Role of Indian English fiction to World Literature
India’s substantial contribution to world
literature is largely due to the profusely creative literary works generated by
Indian novelists in English. Their works contemplated and deliberated on
multifarious range of issues like nationalism, freedom struggle, social
realism, individual consciousness and the like. This literary movement being
fortified by the overwhelming output by novelists and distinguished itself as a
remarkable force in world fiction. This has been achieved by novelists who
sought to prove their inner creative urges in English language, which is indeed
an alien tongue for them. It is to the credit of these novelists that they have
overcome the hurdles of writing in a foreign language and have been evolved a
distinctive style for themselves by mastering the intricacies of the language
and assimilating in it the hues and flavors of the Indian – sub continent. Raja
Rao famously argued in 1938, in the preface to his novel Kanthapura, for using
English, but English adapted to Indian conditions.
Anita
Desai is a leading member of a
generation of writers who have carved out a niche for Indian fiction in
English—today a burgeoning literary arena with writers of Indian descent or
origin chiming in from around the world. Through sensitive psychological
probing and sharp social critique, her novels chart the emotional lives of
people struggling to find meaning and stability within the framework of a
society in transition.
In In Custody, Anita
Desai has presented her weak and feeble hero as a post-colonial person. He is a
failure in every side but has a great goal of life. His sole aim is to
re-establish the once royal language ‘Urdu’ to its place that it used to enjoy.

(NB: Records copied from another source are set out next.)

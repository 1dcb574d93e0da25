pub mod loader;
pub mod model;

pub use loader::{load_config, load_config_from_path};
pub use model::ProbeConfig;
use serde::Deserialize;
use thiserror::Error;

// 定义客户端错误类型
#[derive(Error, Debug)]
pub enum ClientError {
    #[error("HTTP请求失败: {0}")]
    RequestError(#[from] reqwest::Error),
    #[error("JSON解析失败: {0}")]
    JsonParseError(#[from] serde_json::Error),
    #[error("上游API返回错误: 状态码 {status}")]
    UpstreamError { status: u16, body: String },
}

impl ClientError {
    /// 是否为请求超时
    pub fn is_timeout(&self) -> bool {
        matches!(self, ClientError::RequestError(e) if e.is_timeout())
    }
}

/// `GET /smart-ai/weights` 的响应
#[derive(Debug, Clone, Deserialize)]
pub struct WeightsResponse {
    #[serde(default)]
    pub models: Vec<ModelWeights>,
    #[serde(default)]
    pub total_smart_ai_models: usize,
}

/// `GET /smart-ai/models/{model_name}/weights` 的响应
#[derive(Debug, Clone, Deserialize)]
pub struct ModelWeightsResponse {
    pub model: ModelWeights,
}

/// 单个模型的权重信息
#[derive(Debug, Clone, Deserialize)]
pub struct ModelWeights {
    pub name: String,
    #[serde(default)]
    pub backends: Vec<BackendWeightInfo>,
    #[serde(default)]
    pub stats: Option<ModelStats>,
}

/// 单个后端的权重信息
#[derive(Debug, Clone, Deserialize)]
pub struct BackendWeightInfo {
    pub provider: String,
    pub model: String,
    pub effective_weight: f64,
    pub confidence: f64,
    pub enabled: bool,
    #[serde(default)]
    pub is_premium: bool,
}

impl BackendWeightInfo {
    /// 后端键，与路由器内部的 "provider:model" 格式一致
    pub fn backend_key(&self) -> String {
        format!("{}:{}", self.provider, self.model)
    }
}

/// 模型级统计信息
#[derive(Debug, Clone, Deserialize)]
pub struct ModelStats {
    pub total_backends: usize,
    pub healthy_backends: usize,
    pub average_confidence: f64,
    #[serde(default)]
    pub premium_backends: usize,
}

/// `GET /models` 的响应
#[derive(Debug, Clone, Deserialize)]
pub struct ModelList {
    #[serde(default)]
    pub data: Vec<ModelEntry>,
}

#[derive(Debug, Clone, Deserialize)]
pub struct ModelEntry {
    pub id: String,
}
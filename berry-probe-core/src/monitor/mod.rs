pub mod benchmark;
pub mod continuous;

pub use benchmark::{BenchmarkOptions, BenchmarkRunner, DEFAULT_BENCHMARK_ROUNDS, DEFAULT_ROUND_DELAY};
pub use continuous::{ContinuousMonitor, CycleReport, MonitorOptions};

use serde::Serialize;

/// 监控器状态机
///
/// 持续监控：Idle → Running → Stopped（被取消）
/// 基准测试：Idle → Running → Terminated（固定轮数跑完）
#[derive(Debug, Clone, Copy, PartialEq, Eq, Serialize)]
#[serde(rename_all = "lowercase")]
pub enum MonitorState {
    Idle,
    Running,
    Stopped,
    Terminated,
}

But his struggle for Urdu seems quite imaginary when we find that Devan himself
is a teacher of Hindi language in real life. Hindi is the language which is
thought to be the prime responsible for the pathetic condition of Urdu. Though
his first language is Urdu but he could not study that for long. As a result he
becomes a part time lecturer of Hindi in a college and proved himself to be
failure in that profession also. Desai has introduced her two prime characters
Devan and Murad in the very beginning of the novel. Devan and Murad are two
contrasting personalities and belong to different family backgrounds. They meet
and try to explore lots of probabilities in the future. Murad is also like
Devan, an Urdu lover. He runs an Urdu literary journal Awaj. But his
belonging to a business family and his using Devan for Awaj without
paying any payment brings his love for Urdu under question. We meet Murad as
Hindi hater.
Murad, the tactful
businessman knows very well that Devan harbours a great love for Urdu language.

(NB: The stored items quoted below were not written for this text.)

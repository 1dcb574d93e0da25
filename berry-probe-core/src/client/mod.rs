pub mod router;
pub mod types;

pub use router::RouterClient;
pub use types::{
    BackendWeightInfo, ClientError, ModelEntry, ModelList, ModelStats, ModelWeights,
    ModelWeightsResponse, WeightsResponse,
};
use crate::client::WeightsResponse;
use serde::Serialize;

/// premium权重占比高于该值视为成本暴露过高
pub const PREMIUM_RATIO_WARN: f64 = 0.5;
/// premium权重占比低于该值视为以便宜后端为主
pub const PREMIUM_RATIO_GOOD: f64 = 0.2;
/// 信心度低于该值的后端视为问题后端
pub const PROBLEM_CONFIDENCE_THRESHOLD: f64 = 0.6;

/// 成本分布中的单个后端行
#[derive(Debug, Clone, Serialize)]
pub struct BackendCostLine {
    pub provider: String,
    pub weight: f64,
    pub confidence: f64,
    pub is_premium: bool,
}

/// 单个模型的成本分布
#[derive(Debug, Clone, Serialize)]
pub struct CostDistribution {
    pub model: String,
    pub total_weight: f64,
    pub premium_weight: f64,
    pub backends: Vec<BackendCostLine>,
}

/// 成本暴露评估
#[derive(Debug, Clone, Copy, PartialEq, Eq)]
pub enum CostAssessment {
    /// premium权重过高，成本风险
    HighPremium,
    /// 分布合理
    Balanced,
    /// 主要使用便宜后端
    MostlyCheap,
}

impl CostDistribution {
    /// premium后端的权重占比；总权重为0时无意义，返回None
    pub fn premium_ratio(&self) -> Option<f64> {
        if self.total_weight > 0.0 {
            Some(self.premium_weight / self.total_weight)
        } else {
            None
        }
    }

    pub fn assessment(&self) -> Option<CostAssessment> {
        let ratio = self.premium_ratio()?;
        Some(if ratio > PREMIUM_RATIO_WARN {
            CostAssessment::HighPremium
        } else if ratio < PREMIUM_RATIO_GOOD {
            CostAssessment::MostlyCheap
        } else {
            CostAssessment::Balanced
        })
    }
}

/// 分析每个模型的权重在premium与便宜后端之间的分布
/// 只统计启用状态的后端
pub fn analyze_cost_distribution(response: &WeightsResponse) -> Vec<CostDistribution> {
    response
        .models
        .iter()
        .map(|model| {
            let mut total_weight = 0.0;
            let mut premium_weight = 0.0;
            let mut backends = Vec::new();

            for backend in &model.backends {
                if !backend.enabled {
                    continue;
                }

                total_weight += backend.effective_weight;
                if backend.is_premium {
                    premium_weight += backend.effective_weight;
                }

                backends.push(BackendCostLine {
                    provider: backend.provider.clone(),
                    weight: backend.effective_weight,
                    confidence: backend.confidence,
                    is_premium: backend.is_premium,
                });
            }

            CostDistribution {
                model: model.name.clone(),
                total_weight,
                premium_weight,
                backends,
            }
        })
        .collect()
}

/// 信心度不足的后端
#[derive(Debug, Clone, Serialize)]
pub struct ProblemBackend {
    pub provider: String,
    pub confidence: f64,
}

/// 健康等级
#[derive(Debug, Clone, Copy, PartialEq, Eq)]
pub enum HealthGrade {
    /// 健康比例 >= 80%
    Good,
    /// 健康比例 >= 50%
    Fair,
    /// 其余
    Poor,
}

/// 单个模型的健康报告
#[derive(Debug, Clone, Serialize)]
pub struct ModelHealthReport {
    pub model: String,
    pub total_backends: usize,
    pub healthy_backends: usize,
    pub average_confidence: f64,
    pub problem_backends: Vec<ProblemBackend>,
}

impl ModelHealthReport {
    pub fn health_ratio(&self) -> f64 {
        if self.total_backends > 0 {
            self.healthy_backends as f64 / self.total_backends as f64
        } else {
            0.0
        }
    }

    pub fn grade(&self) -> HealthGrade {
        let ratio = self.health_ratio();
        if ratio >= 0.8 {
            HealthGrade::Good
        } else if ratio >= 0.5 {
            HealthGrade::Fair
        } else {
            HealthGrade::Poor
        }
    }
}

/// 为每个模型生成健康报告
/// 优先使用路由器返回的stats；缺失时从后端列表按信心度现算
pub fn model_health_reports(response: &WeightsResponse) -> Vec<ModelHealthReport> {
    response
        .models
        .iter()
        .map(|model| {
            let (total_backends, healthy_backends, average_confidence) = match &model.stats {
                Some(stats) => (
                    stats.total_backends,
                    stats.healthy_backends,
                    stats.average_confidence,
                ),
                None => {
                    let total = model.backends.len();
                    let healthy = model
                        .backends
                        .iter()
                        .filter(|b| b.confidence > PROBLEM_CONFIDENCE_THRESHOLD)
                        .count();
                    let avg = if total > 0 {
                        model.backends.iter().map(|b| b.confidence).sum::<f64>() / total as f64
                    } else {
                        0.0
                    };
                    (total, healthy, avg)
                }
            };

            let problem_backends = model
                .backends
                .iter()
                .filter(|b| b.confidence < PROBLEM_CONFIDENCE_THRESHOLD)
                .map(|b| ProblemBackend {
                    provider: b.provider.clone(),
                    confidence: b.confidence,
                })
                .collect();

            ModelHealthReport {
                model: model.name.clone(),
                total_backends,
                healthy_backends,
                average_confidence,
                problem_backends,
            }
        })
        .collect()
}

/// 跨模型的总体统计
#[derive(Debug, Clone, Serialize)]
pub struct OverallSummary {
    pub total_models: usize,
    pub total_backends: usize,
    pub healthy_backends: usize,
    pub premium_backends: usize,
}

impl OverallSummary {
    pub fn health_ratio(&self) -> Option<f64> {
        if self.total_backends > 0 {
            Some(self.healthy_backends as f64 / self.total_backends as f64)
        } else {
            None
        }
    }

    pub fn premium_ratio(&self) -> Option<f64> {
        if self.total_backends > 0 {
            Some(self.premium_backends as f64 / self.total_backends as f64)
        } else {
            None
        }
    }
}

pub fn overall_summary(response: &WeightsResponse) -> OverallSummary {
    let mut summary = OverallSummary {
        total_models: response.models.len(),
        total_backends: 0,
        healthy_backends: 0,
        premium_backends: 0,
    };

    for model in &response.models {
        match &model.stats {
            Some(stats) => {
                summary.total_backends += stats.total_backends;
                summary.healthy_backends += stats.healthy_backends;
                summary.premium_backends += stats.premium_backends;
            }
            None => {
                summary.total_backends += model.backends.len();
                summary.healthy_backends += model
                    .backends
                    .iter()
                    .filter(|b| b.confidence > PROBLEM_CONFIDENCE_THRESHOLD)
                    .count();
                summary.premium_backends +=
                    model.backends.iter().filter(|b| b.is_premium).count();
            }
        }
    }

    summary
}

#[cfg(test)]
mod tests {
    use super::*;

    fn response() -> WeightsResponse {
        let body = r#"{
            "models": [{
                "name": "gpt-4o",
                "backends": [
                    {"provider": "expensive", "model": "m", "effective_weight": 0.6,
                     "confidence": 0.95, "enabled": true, "is_premium": true},
                    {"provider": "cheap", "model": "m", "effective_weight": 0.3,
                     "confidence": 0.5, "enabled": true, "is_premium": false},
                    {"provider": "off", "model": "m", "effective_weight": 0.5,
                     "confidence": 0.9, "enabled": false, "is_premium": true}
                ]
            }],
            "total_smart_ai_models": 1
        }"#;
        serde_json::from_str(body).unwrap()
    }

    #[test]
    fn test_cost_distribution_ignores_disabled() {
        let distributions = analyze_cost_distribution(&response());
        assert_eq!(distributions.len(), 1);

        let dist = &distributions[0];
        assert_eq!(dist.backends.len(), 2);
        assert!((dist.total_weight - 0.9).abs() < 1e-9);
        assert!((dist.premium_weight - 0.6).abs() < 1e-9);

        let ratio = dist.premium_ratio().unwrap();
        assert!((ratio - 2.0 / 3.0).abs() < 1e-9);
        assert_eq!(dist.assessment(), Some(CostAssessment::HighPremium));
    }

    #[test]
    fn test_premium_ratio_none_when_no_weight() {
        let dist = CostDistribution {
            model: "m".to_string(),
            total_weight: 0.0,
            premium_weight: 0.0,
            backends: vec![],
        };
        assert!(dist.premium_ratio().is_none());
        assert!(dist.assessment().is_none());
    }

    #[test]
    fn test_health_report_without_stats_derives_from_backends() {
        let reports = model_health_reports(&response());
        assert_eq!(reports.len(), 1);

        let report = &reports[0];
        // 3个后端中confidence>0.6的有2个（0.95与0.9），disabled也计入健康统计口径
        assert_eq!(report.total_backends, 3);
        assert_eq!(report.healthy_backends, 2);
        assert_eq!(report.grade(), HealthGrade::Fair);

        assert_eq!(report.problem_backends.len(), 1);
        assert_eq!(report.problem_backends[0].provider, "cheap");
    }

    #[test]
    fn test_overall_summary() {
        let summary = overall_summary(&response());
        assert_eq!(summary.total_models, 1);
        assert_eq!(summary.total_backends, 3);
        assert_eq!(summary.healthy_backends, 2);
        assert_eq!(summary.premium_backends, 2);
        assert!(summary.health_ratio().is_some());
    }
}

He has used Devan for many times for his magazine Awaj. Once again Murad
wants to use Devan for his purpose. Murad outrages his hatred for Hindi
language. He blames Devan for neglecting his mother tongue ‘Urdu’ and
nourishing its rival language ‘Hindi’ with his professional abilities. He
inspires Devan by saying that Urdu language will not survive if they do not
come out to support it whole heartedly. He names Hindi as monster and calls it
a language of peasants. He encourages Devan to start his action for the
upliftment of Urdu. For Murad, it is the high time to start action rather than
just loving and keeping it as a hobby.
He questions Devan, ‘Can you serve a language by
taking it up only as your hobby? Doesn’t it deserve more? Doesn’t it deserve a
lifetime’s dedication like mine? ‘Being hit by such arrows of questions, Devan
agrees to work for Murad. Now, Devan who is a hope for the upliftment of Urdu
language is actually a great failure in personal life. He cannot fulfill his
duty as a good husband and father in the family and as a successful teacher in
profession. Devan’s wife Sarala shows him his inability to buy anything for his
son.
The
response of Devan’s wife shows his position in the family. He has failed to
maintain his place in home. Devan’s inability to keep his position as a good
teacher, proves him to be a failure in every field. The reason behind being
failure as a teacher is his love for Urdu. Though he has become a Hindi
teacher, he could never love Hindi. It always remains as a second language for
him. He suffers a lot by seeing the dying condition of his first language Urdu.
He cannot realise that his love for Urdu language is an illusion but his job as
a Hindi teacher is the reality. The illusion may take him to a dreamy poetic
world but his job gives him the bread that his family eats and the home where
they sleep.
In Custody dramatizes the critical moments of Deven, the protagonist. His
helplessness, his suffering and nobility are described in terms of self-realization.
The women characters are few; they lack depth of introspection. The harsh
realities of life produce in Sarla, Deven’s wife, a sense of frustration and
resentment. She, like Deven, is also a victim, but her appearance is
restricted. Deven is thrown into pits of disaster due to his infatuation for
Urdu poetry. The dream of contributing articles on Nur to his friend Murad’s
literary magazine turns out to be a nightmare. Nur, the idol and sustaining
force of Deven, is discovered to be a dissolute old man absorbed in wine and
wife. The art and the artist confront to bring humiliation to Deven, who is
assaulted by the figures ‘scrambling out of the dark and defacing’ verse.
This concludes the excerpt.